As a Catholic I read with chagrin the ill-conceived and regrettable comments made Pope Benedict XVI at an address in Germany yesterday. The Pope read quotations from a book that documented a conversation between 14th century Byzantine Christian Emperor Manuel II Palaiologos and a Persian scholar on the respective truths of Christianity and Islam.
"The emperor comes to speak about the issue of jihad, holy war," the pope said. "He said, I quote, 'Show me just what Mohammed brought that was new, and there you will find things only evil and inhuman, such as his command to spread by the sword the faith he preached.'"
Pope Benedict evidently believed that by merely repeating a derogatory quote about Islam that he would not be misinterpreted.
He could not have been more wrong.
Muslim leaders around the world are expressing outrage over the perceived offensive comments. Mohamed Mahdi Akef, head of the Egyptian-based Muslim Brotherhood, argued that Islamic countries should break ties with the Vatican if the Pope does not apologize.

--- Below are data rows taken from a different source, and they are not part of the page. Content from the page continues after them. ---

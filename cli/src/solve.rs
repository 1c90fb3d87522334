//! The `solve` and `generate` commands.

use std::io::{BufRead, Write};

use gridroute_core::{Coord, Grid};
use gridroute_io::{CoordinateInput, load_grid, random_grid, to_text, validate_pair};
use gridroute_paths::{Outcome, search};
use log::info;
use rand::SeedableRng;
use rand::rngs::StdRng;
use serde::Serialize;

use crate::args::{Format, GenerateArgs};
use crate::config::{GridSource, SolveConfig};
use crate::error::CliError;

/// How a `solve` run ended.
#[derive(Debug, Clone, Copy, PartialEq, Eq)]
pub enum Status {
    Solved,
    NoPath,
}

#[derive(Serialize)]
struct Report<'a> {
    found: bool,
    start: Coord,
    goal: Coord,
    cost: Option<u32>,
    expanded: usize,
    route: &'a [Coord],
    grid: Option<&'a Grid>,
}

/// Run `solve`.
///
/// The final result goes to `out`. Operator-facing text (the grid preview
/// and any questions) goes to `prompt`, answers are read from `input`.
pub fn run_solve<R: BufRead, W: Write, P: Write>(
    config: &SolveConfig,
    mut input: R,
    out: &mut W,
    prompt: &mut P,
) -> Result<Status, CliError> {
    let mut grid = match &config.source {
        GridSource::File(path) => load_grid(path)?,
        GridSource::Prompt { dir } => {
            writeln!(
                prompt,
                "Choose a grid file from the {} folder and enter its name below",
                dir.display()
            )?;
            prompt.flush()?;
            let mut name = String::new();
            if input.read_line(&mut name)? == 0 {
                return Err(CliError::InputClosed);
            }
            load_grid(dir.join(name.trim()))?
        }
    };
    info!("solve: loaded {} grid", grid.bounds());

    writeln!(prompt, "Valid grid board! Printing the grid")?;
    write!(prompt, "{}", config.renderer.render(&grid))?;

    let (start, goal) = match config.endpoints {
        Some((start, goal)) => validate_pair(&grid, start, goal)?,
        None => CoordinateInput::new(&mut input, &mut *prompt)
            .prompt_endpoints(&mut grid)?
            .ok_or(CliError::InputClosed)?,
    };
    info!("solve: {start} -> {goal}");

    let outcome = search(grid, start, goal)?;
    let status = if outcome.is_found() {
        Status::Solved
    } else {
        Status::NoPath
    };

    match config.format {
        Format::Text => match &outcome {
            Outcome::Found(sol) => {
                writeln!(out)?;
                writeln!(out, "Optimum path found. Printing solution grid")?;
                writeln!(out)?;
                write!(out, "{}", config.renderer.render(sol.grid()))?;
                writeln!(
                    out,
                    "Route length {} ({} cells expanded)",
                    sol.cost(),
                    sol.expanded()
                )?;
            }
            Outcome::NoPath { .. } => writeln!(out, "No path found")?,
        },
        Format::Json => {
            let report = match &outcome {
                Outcome::Found(sol) => Report {
                    found: true,
                    start,
                    goal,
                    cost: Some(sol.cost()),
                    expanded: sol.expanded(),
                    route: sol.route(),
                    grid: Some(sol.grid()),
                },
                Outcome::NoPath { expanded } => Report {
                    found: false,
                    start,
                    goal,
                    cost: None,
                    expanded: *expanded,
                    route: &[],
                    grid: None,
                },
            };
            serde_json::to_writer_pretty(&mut *out, &report)?;
            writeln!(out)?;
        }
    }
    Ok(status)
}

/// Run `generate`, writing a grid file to `out`.
pub fn run_generate<W: Write>(args: &GenerateArgs, out: &mut W) -> Result<(), CliError> {
    let mut rng = match args.seed {
        Some(seed) => StdRng::seed_from_u64(seed),
        None => StdRng::from_os_rng(),
    };
    let grid = random_grid(args.rows, args.cols, args.density, &mut rng);
    info!("generate: {} grid, density {}", grid.bounds(), args.density);
    out.write_all(to_text(&grid).as_bytes())?;
    Ok(())
}
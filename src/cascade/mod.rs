//! Cascades of retweet events

mod model;
mod prefix;

pub use model::{Cascade, CascadeId, Event, UserId, earliest_event_by_user};
pub use prefix::generate_prefix_cascades;
//! Parser for tab-separated retweet cascade files
//!
//! Each line reads
//!
//! ```text
//! cascade_id<TAB>root_user<TAB>publish_time<TAB>retweet_count<TAB>retweet_paths
//! ```
//!
//! where `retweet_paths` is a space-separated list of `u1/u2/.../un:dt`
//! entries. The last user of a path retweeted from the one before it, or
//! from the root when the path has a single user.

use std::fs::File;
use std::io::{BufRead, BufReader};
use std::path::Path;
use std::str::FromStr;
use tracing::{info, warn};
use crate::cascade::{Cascade, Event, UserId, earliest_event_by_user};
use crate::{CascadeError, Result};

fn field<T: FromStr>(raw: &str, name: &str, line: usize) -> Result<T>
where
    T::Err: std::fmt::Display,
{
    raw.trim().parse().map_err(|e| CascadeError::MalformedLine {
        line,
        reason: format!("invalid {} '{}': {}", name, raw, e),
    })
}

/// Parse one `path:dt` entry into an event
fn parse_entry(item: &str, root: UserId) -> std::result::Result<Event, String> {
    let (path, time) = match item.split(':').collect::<Vec<_>>()[..] {
        [path, time] => (path, time),
        _ => return Err(format!("malformed retweet entry '{}'", item)),
    };
    let time: f64 = time.parse()
        .map_err(|_| format!("malformed retweet entry '{}'", item))?;

    let users = path.split('/')
        .map(|u| u.parse::<UserId>())
        .collect::<std::result::Result<Vec<_>, _>>()
        .map_err(|_| format!("non-integer user id in '{}'", item))?;

    match users[..] {
        [child] => Ok(Event::new(child, root, time)),
        [.., parent, child] => Ok(Event::new(child, parent, time)),
        [] => Err(format!("empty retweet path in '{}'", item)),
    }
}

/// Parse one dataset line
///
/// Blank lines yield `Ok(None)`. A bad header field fails the whole line;
/// bad retweet entries are logged and dropped on their own. Events are
/// deduplicated per user and sorted by time.
pub fn parse_line(text: &str, line: usize) -> Result<Option<Cascade>> {
    let text = text.trim();
    if text.is_empty() {
        return Ok(None);
    }

    let parts: Vec<&str> = text.split('\t').collect();
    if parts.len() < 5 {
        return Err(CascadeError::MalformedLine {
            line,
            reason: format!("expected at least 5 fields, got {}", parts.len()),
        });
    }

    let id = field(parts[0], "cascade id", line)?;
    let root: UserId = field(parts[1], "root user", line)?;
    let publish_time = field(parts[2], "publish time", line)?;
    let retweet_count: usize = field(parts[3], "retweet count", line)?;

    let mut events = Vec::new();
    for item in parts[4].split(' ').filter(|s| !s.is_empty()) {
        match parse_entry(item, root) {
            Ok(event) => events.push(event),
            Err(reason) => warn!(line, "{}", reason),
        }
    }

    let mut cascade = Cascade::new(id, root, publish_time);
    cascade.events = earliest_event_by_user(&events);
    cascade.sort_events();

    if cascade.n_events() < retweet_count {
        info!(
            line,
            declared = retweet_count,
            unique = cascade.n_events(),
            "fewer unique retweeters than declared; duplicates were removed"
        );
    }

    Ok(Some(cascade))
}

/// Parse every line of a reader, skipping malformed lines
///
/// Cascades left with no events are dropped.
pub fn parse_reader<R: BufRead>(reader: R) -> Result<Vec<Cascade>> {
    let mut cascades = Vec::new();

    for (idx, text) in reader.lines().enumerate() {
        let text = text?;
        match parse_line(&text, idx + 1) {
            Ok(Some(cascade)) if cascade.n_events() > 0 => cascades.push(cascade),
            Ok(_) => {}
            Err(e) => warn!("{}", e),
        }
    }

    Ok(cascades)
}

/// Parse a dataset file into cascades
pub fn parse_dataset<P: AsRef<Path>>(path: P) -> Result<Vec<Cascade>> {
    let file = File::open(path.as_ref())?;
    let cascades = parse_reader(BufReader::new(file))?;
    info!(path = %path.as_ref().display(), cascades = cascades.len(), "parsed dataset");
    Ok(cascades)
}
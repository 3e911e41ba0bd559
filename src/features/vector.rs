//! Named feature vectors and batch matrices

use ndarray::Array2;
use serde::{Serialize, Deserialize};
use crate::{CascadeError, Result};

/// Insertion-ordered mapping from feature name to value
#[derive(Clone, Debug, Default, PartialEq, Serialize, Deserialize)]
pub struct FeatureVector {
    entries: Vec<(String, f64)>,
}

impl FeatureVector {
    /// Create an empty vector
    pub fn new() -> Self {
        FeatureVector { entries: Vec::new() }
    }

    /// Set a feature, overwriting an existing value in place
    pub fn insert(&mut self, name: &str, value: f64) {
        match self.entries.iter_mut().find(|(n, _)| n == name) {
            Some(entry) => entry.1 = value,
            None => self.entries.push((name.to_string(), value)),
        }
    }

    /// Merge named values in order
    pub fn extend<'a, I>(&mut self, values: I)
    where
        I: IntoIterator<Item = (&'a str, f64)>,
    {
        for (name, value) in values {
            self.insert(name, value);
        }
    }

    /// Look up a feature by name
    pub fn get(&self, name: &str) -> Option<f64> {
        self.entries.iter()
            .find(|(n, _)| n == name)
            .map(|&(_, v)| v)
    }

    /// Feature names in insertion order
    pub fn names(&self) -> impl Iterator<Item = &str> {
        self.entries.iter().map(|(n, _)| n.as_str())
    }

    /// Number of features
    pub fn len(&self) -> usize {
        self.entries.len()
    }

    /// Check if empty
    pub fn is_empty(&self) -> bool {
        self.entries.is_empty()
    }
}

/// Dense batch of feature vectors sharing one column order
#[derive(Clone, Debug, PartialEq, Serialize, Deserialize)]
pub struct FeatureMatrix {
    /// Column names
    pub names: Vec<String>,
    /// Values [num_samples, num_features]
    pub values: Array2<f64>,
}

impl FeatureMatrix {
    /// Stack vectors into rows using the name order of the first vector
    pub fn from_vectors(vectors: &[FeatureVector]) -> Result<Self> {
        let names: Vec<String> = match vectors.first() {
            Some(first) => first.names().map(str::to_string).collect(),
            None => Vec::new(),
        };

        let mut values = Array2::zeros((vectors.len(), names.len()));
        for (i, vector) in vectors.iter().enumerate() {
            for (j, name) in names.iter().enumerate() {
                values[[i, j]] = vector.get(name)
                    .ok_or_else(|| CascadeError::MissingFeature(name.clone()))?;
            }
        }

        Ok(FeatureMatrix { names, values })
    }

    /// Number of rows
    pub fn num_samples(&self) -> usize {
        self.values.nrows()
    }

    /// Number of columns
    pub fn num_features(&self) -> usize {
        self.values.ncols()
    }

    /// Keep only the rows whose mask entry is true
    pub fn select_rows(&self, mask: &[bool]) -> Array2<f64> {
        let rows: Vec<usize> = mask.iter()
            .enumerate()
            .filter_map(|(i, &keep)| keep.then_some(i))
            .collect();
        self.values.select(ndarray::Axis(0), &rows)
    }
}
//! Classification metrics

use serde::{Serialize, Deserialize};

/// Test-set scores of one model
#[derive(Clone, Copy, Debug, Default, PartialEq, Serialize, Deserialize)]
pub struct ModelScores {
    /// Fraction of correct predictions
    pub accuracy: f64,
    /// F1 of class 1
    pub f1: f64,
    /// Area under the ROC curve
    pub auc: f64,
}

/// Fraction of matching labels; 0 for empty input
pub fn accuracy(y_true: &[u8], y_pred: &[u8]) -> f64 {
    if y_true.is_empty() {
        return 0.0;
    }
    let hits = y_true.iter().zip(y_pred).filter(|(t, p)| t == p).count();
    hits as f64 / y_true.len() as f64
}

/// F1 score of the positive class
///
/// 0 when `y_true` holds a single class or precision and recall are both 0.
pub fn f1_score(y_true: &[u8], y_pred: &[u8]) -> f64 {
    let positives = y_true.iter().filter(|&&t| t == 1).count();
    if positives == 0 || positives == y_true.len() {
        return 0.0;
    }

    let mut tp = 0usize;
    let mut fp = 0usize;
    let mut fn_ = 0usize;
    for (&t, &p) in y_true.iter().zip(y_pred) {
        match (t, p) {
            (1, 1) => tp += 1,
            (0, 1) => fp += 1,
            (1, 0) => fn_ += 1,
            _ => {}
        }
    }

    let denom = 2 * tp + fp + fn_;
    if denom == 0 {
        0.0
    } else {
        2.0 * tp as f64 / denom as f64
    }
}

/// ROC AUC via the rank-sum statistic, ties sharing their mean rank
///
/// 0 when either class is missing.
pub fn auc(y_true: &[u8], scores: &[f64]) -> f64 {
    let n_pos = y_true.iter().filter(|&&t| t == 1).count();
    let n_neg = y_true.len() - n_pos;
    if n_pos == 0 || n_neg == 0 {
        return 0.0;
    }

    let mut order: Vec<usize> = (0..scores.len()).collect();
    order.sort_by(|&a, &b| scores[a].total_cmp(&scores[b]));

    let mut ranks = vec![0.0; scores.len()];
    let mut i = 0;
    while i < order.len() {
        let mut j = i;
        while j + 1 < order.len() && scores[order[j + 1]] == scores[order[i]] {
            j += 1;
        }
        // 1-based ranks i+1 ..= j+1 share their mean
        let mean_rank = (i + j + 2) as f64 / 2.0;
        for &idx in &order[i..=j] {
            ranks[idx] = mean_rank;
        }
        i = j + 1;
    }

    let pos_rank_sum: f64 = y_true.iter()
        .zip(&ranks)
        .filter(|(t, _)| **t == 1)
        .map(|(_, r)| *r)
        .sum();

    let n_pos = n_pos as f64;
    (pos_rank_sum - n_pos * (n_pos + 1.0) / 2.0) / (n_pos * n_neg as f64)
}

/// Accuracy, F1 and AUC in one go
pub fn compute_scores(y_true: &[u8], y_pred: &[u8], y_prob: &[f64]) -> ModelScores {
    ModelScores {
        accuracy: accuracy(y_true, y_pred),
        f1: f1_score(y_true, y_pred),
        auc: auc(y_true, y_prob),
    }
}

/// The `top_n` most important features, highest first
pub fn top_importances(names: &[String], importances: &[f64], top_n: usize) -> Vec<(String, f64)> {
    let mut pairs: Vec<(String, f64)> = names.iter()
        .cloned()
        .zip(importances.iter().copied())
        .collect();
    pairs.sort_by(|a, b| b.1.total_cmp(&a.1));
    pairs.truncate(top_n);
    pairs
}

#[cfg(test)]
mod tests {
    use super::*;

    #[test]
    fn test_accuracy_and_f1() {
        let y_true = [1, 0, 1, 1, 0];
        let y_pred = [1, 0, 0, 1, 1];

        assert_eq!(accuracy(&y_true, &y_pred), 0.6);
        // tp=2 fp=1 fn=1
        assert!((f1_score(&y_true, &y_pred) - 4.0 / 6.0).abs() < 1e-12);
    }

    #[test]
    fn test_single_class_fallbacks() {
        assert_eq!(f1_score(&[1, 1], &[1, 1]), 0.0);
        assert_eq!(auc(&[0, 0, 0], &[0.1, 0.2, 0.3]), 0.0);
        assert_eq!(accuracy(&[], &[]), 0.0);
    }

    #[test]
    fn test_auc() {
        assert_eq!(auc(&[0, 0, 1, 1], &[0.1, 0.2, 0.8, 0.9]), 1.0);
        assert_eq!(auc(&[1, 1, 0, 0], &[0.1, 0.2, 0.8, 0.9]), 0.0);
        assert_eq!(auc(&[0, 1], &[0.5, 0.5]), 0.5);
        assert_eq!(auc(&[0, 0, 1, 1], &[0.1, 0.4, 0.35, 0.8]), 0.75);
    }

    #[test]
    fn test_top_importances() {
        let names: Vec<String> = ["a", "b", "c"].iter().map(|s| s.to_string()).collect();
        let top = top_importances(&names, &[0.2, 0.5, 0.3], 2);
        assert_eq!(top, vec![("b".to_string(), 0.5), ("c".to_string(), 0.3)]);
    }
}
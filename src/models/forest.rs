//! Random forest of CART trees with Gini impurity

use ndarray::{Array1, Array2, ArrayView1};
use rand::rngs::StdRng;
use rand::{Rng, SeedableRng};
use rayon::prelude::*;
use serde::{Serialize, Deserialize};
use crate::{CascadeError, Result};
use super::{Classifier, check_training_data, check_width};

/// Forest hyperparameters
#[derive(Clone, Debug, Serialize, Deserialize)]
pub struct ForestConfig {
    /// Number of trees
    pub n_estimators: usize,
    /// Seed for bootstrap and feature sampling
    pub seed: u64,
    /// Features tried per split; `None` means `sqrt(n_features)`
    pub max_features: Option<usize>,
    /// Optional depth limit
    pub max_depth: Option<usize>,
}

impl Default for ForestConfig {
    fn default() -> Self {
        ForestConfig {
            n_estimators: 200,
            seed: 42,
            max_features: None,
            max_depth: None,
        }
    }
}

#[derive(Clone, Debug, Serialize, Deserialize)]
enum TreeNode {
    Split {
        feature: usize,
        threshold: f64,
        left: Box<TreeNode>,
        right: Box<TreeNode>,
    },
    Leaf {
        /// Fraction of class 1 among the samples that reached this leaf
        prob: f64,
    },
}

impl TreeNode {
    fn predict(&self, row: ArrayView1<f64>) -> f64 {
        let mut node = self;
        loop {
            match node {
                TreeNode::Split { feature, threshold, left, right } => {
                    node = if row[*feature] <= *threshold { left } else { right };
                }
                TreeNode::Leaf { prob } => return *prob,
            }
        }
    }
}

fn gini(positives: usize, total: usize) -> f64 {
    if total == 0 {
        return 0.0;
    }
    let p = positives as f64 / total as f64;
    1.0 - p * p - (1.0 - p) * (1.0 - p)
}

/// Best split of one feature as `(threshold, weighted child impurity)`
fn best_threshold(x: &Array2<f64>, y: &[u8], samples: &[usize], feature: usize) -> Option<(f64, f64)> {
    let mut sorted: Vec<(f64, u8)> = samples.iter()
        .map(|&i| (x[[i, feature]], y[i]))
        .collect();
    sorted.sort_by(|a, b| a.0.total_cmp(&b.0));

    let total = sorted.len();
    if total < 2 {
        return None;
    }
    let total_pos = sorted.iter().filter(|(_, label)| *label == 1).count();
    let mut left_pos = 0;
    let mut best: Option<(f64, f64)> = None;

    for i in 0..total - 1 {
        left_pos += usize::from(sorted[i].1);
        if sorted[i].0 == sorted[i + 1].0 {
            continue;
        }

        let n_left = i + 1;
        let n_right = total - n_left;
        let weighted = (n_left as f64 * gini(left_pos, n_left)
            + n_right as f64 * gini(total_pos - left_pos, n_right))
            / total as f64;

        if best.map_or(true, |(_, b)| weighted < b) {
            best = Some(((sorted[i].0 + sorted[i + 1].0) / 2.0, weighted));
        }
    }

    best
}

struct TreeBuilder<'a> {
    x: &'a Array2<f64>,
    y: &'a [u8],
    max_features: usize,
    max_depth: Option<usize>,
    importances: Vec<f64>,
    rng: StdRng,
}

impl<'a> TreeBuilder<'a> {
    fn build(&mut self, samples: &[usize], depth: usize) -> TreeNode {
        let total = samples.len();
        let positives = samples.iter().filter(|&&i| self.y[i] == 1).count();
        let leaf = TreeNode::Leaf { prob: positives as f64 / total as f64 };

        let pure = positives == 0 || positives == total;
        let depth_reached = self.max_depth.map_or(false, |max| depth >= max);
        if pure || total < 2 || depth_reached {
            return leaf;
        }

        let impurity = gini(positives, total);
        let n_features = self.x.ncols();
        // random feature order; keep looking past max_features until a split is found
        let order = rand::seq::index::sample(&mut self.rng, n_features, n_features);

        let mut best: Option<(usize, f64, f64)> = None;
        for (tried, feature) in order.iter().enumerate() {
            if tried >= self.max_features && best.is_some() {
                break;
            }
            if let Some((threshold, weighted)) = best_threshold(self.x, self.y, samples, feature) {
                if weighted < impurity && best.map_or(true, |(_, _, b)| weighted < b) {
                    best = Some((feature, threshold, weighted));
                }
            }
        }

        let Some((feature, threshold, weighted)) = best else {
            return leaf;
        };

        // mean decrease in impurity, weighted by node size
        self.importances[feature] += total as f64 * (impurity - weighted);

        let (left, right): (Vec<usize>, Vec<usize>) = samples.iter()
            .partition(|&&i| self.x[[i, feature]] <= threshold);

        TreeNode::Split {
            feature,
            threshold,
            left: Box::new(self.build(&left, depth + 1)),
            right: Box::new(self.build(&right, depth + 1)),
        }
    }
}

/// Bagged ensemble of decision trees
#[derive(Clone, Debug, Default, Serialize, Deserialize)]
pub struct RandomForest {
    /// Hyperparameters
    pub config: ForestConfig,
    trees: Vec<TreeNode>,
    importances: Vec<f64>,
    n_features: usize,
}

impl RandomForest {
    /// Create an unfitted forest
    pub fn new(config: ForestConfig) -> Self {
        RandomForest {
            config,
            trees: Vec::new(),
            importances: Vec::new(),
            n_features: 0,
        }
    }

    /// Normalised mean decrease in impurity per feature
    ///
    /// All zeros when no tree found a split.
    pub fn feature_importances(&self) -> &[f64] {
        &self.importances
    }

    /// Number of fitted trees
    pub fn num_trees(&self) -> usize {
        self.trees.len()
    }

    fn fit_tree(&self, x: &Array2<f64>, y: &[u8], seed: u64) -> (TreeNode, Vec<f64>) {
        let mut rng = StdRng::seed_from_u64(seed);
        let n = x.nrows();
        let bootstrap: Vec<usize> = (0..n).map(|_| rng.gen_range(0..n)).collect();

        let n_features = x.ncols();
        let max_features = self.config.max_features
            .unwrap_or_else(|| (n_features as f64).sqrt() as usize)
            .clamp(1, n_features.max(1));

        let mut builder = TreeBuilder {
            x,
            y,
            max_features: max_features.min(n_features),
            max_depth: self.config.max_depth,
            importances: vec![0.0; n_features],
            rng,
        };
        let root = builder.build(&bootstrap, 0);

        let total: f64 = builder.importances.iter().sum();
        if total > 0.0 {
            builder.importances.iter_mut().for_each(|v| *v /= total);
        }
        (root, builder.importances)
    }
}

impl Classifier for RandomForest {
    fn fit(&mut self, x: &Array2<f64>, y: &[u8]) -> Result<()> {
        check_training_data(x, y)?;
        if self.config.n_estimators == 0 {
            return Err(CascadeError::Model("forest needs at least one tree".to_string()));
        }

        let mut rng = StdRng::seed_from_u64(self.config.seed);
        let seeds: Vec<u64> = (0..self.config.n_estimators).map(|_| rng.gen()).collect();

        let fitted: Vec<(TreeNode, Vec<f64>)> = seeds.par_iter()
            .map(|&seed| self.fit_tree(x, y, seed))
            .collect();

        let n_features = x.ncols();
        let mut importances = vec![0.0; n_features];
        for (_, tree_importances) in &fitted {
            for (total, value) in importances.iter_mut().zip(tree_importances) {
                *total += value;
            }
        }
        let sum: f64 = importances.iter().sum();
        if sum > 0.0 {
            importances.iter_mut().for_each(|v| *v /= sum);
        }

        self.trees = fitted.into_iter().map(|(tree, _)| tree).collect();
        self.importances = importances;
        self.n_features = n_features;
        Ok(())
    }

    fn predict_proba(&self, x: &Array2<f64>) -> Result<Array1<f64>> {
        if self.trees.is_empty() {
            return Err(CascadeError::Model("random forest used before fit".to_string()));
        }
        check_width(x, self.n_features)?;

        let n_trees = self.trees.len() as f64;
        Ok(x.rows()
            .into_iter()
            .map(|row| self.trees.iter().map(|tree| tree.predict(row)).sum::<f64>() / n_trees)
            .collect())
    }
}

"The Pope has aroused the anger of the whole Islamic world and strengthened the argument of those who say that the West is hostile to everything Islamic," he told reporters.
Federico Lombardi, the Vatican Press Office Manager, said that the Pope did not intend to offend Muslims.
Left: Pope Benedict XVI
Lombardi added that Benedict wanted to “cultivate an attitude of respect and dialogue toward the other religions and cultures, obviously also toward Islam. It is opportune to note that that which is at the pope's heart is a clear and radical refusal of the religious motivation of violence."
Unlike Pope John Paul II, the current Pope has not demonstrated the sort of media savvy necessary to excel as a 21st-century world leader. His comments, while probably not meant in a spirit of attack, nonetheless demonstrate that His Holiness continues to struggle with public relations on the world stage.
During a May visit to Auschwitz, he seemed to minimize the role of ordinary Germans in the horrors of the Holocaust in the following comments:
"As a son of the German nation over which a band of criminals rose to power by false promises of future greatness and the recovery of the nation's honor, prominence and prosperity, but also through terror and intimidation, with the result that our people were used and abused as an instrument of their thirst for destruction and power (…) I have come here today to implore the grace of reconciliation, first of all from God, who alone can open and purify our hearts, and from the men and women who suffered here."Certainly some of the Muslim criticisms have been a bit overblown, especially the comments of Salih Kapusuz, a deputy leader of Turkish Prime Minister Recep Tayyip Erdogan's party, who said that Benedict will go "down in history in the same category as leaders such as (Adolf) Hitler and (Benito) Mussolini," and that the Pope has a "dark mentality that comes from the darkness of the Middle Ages."
Still, one would expect that a leader as authoritative and powerful as the Pope would exercise greater tact.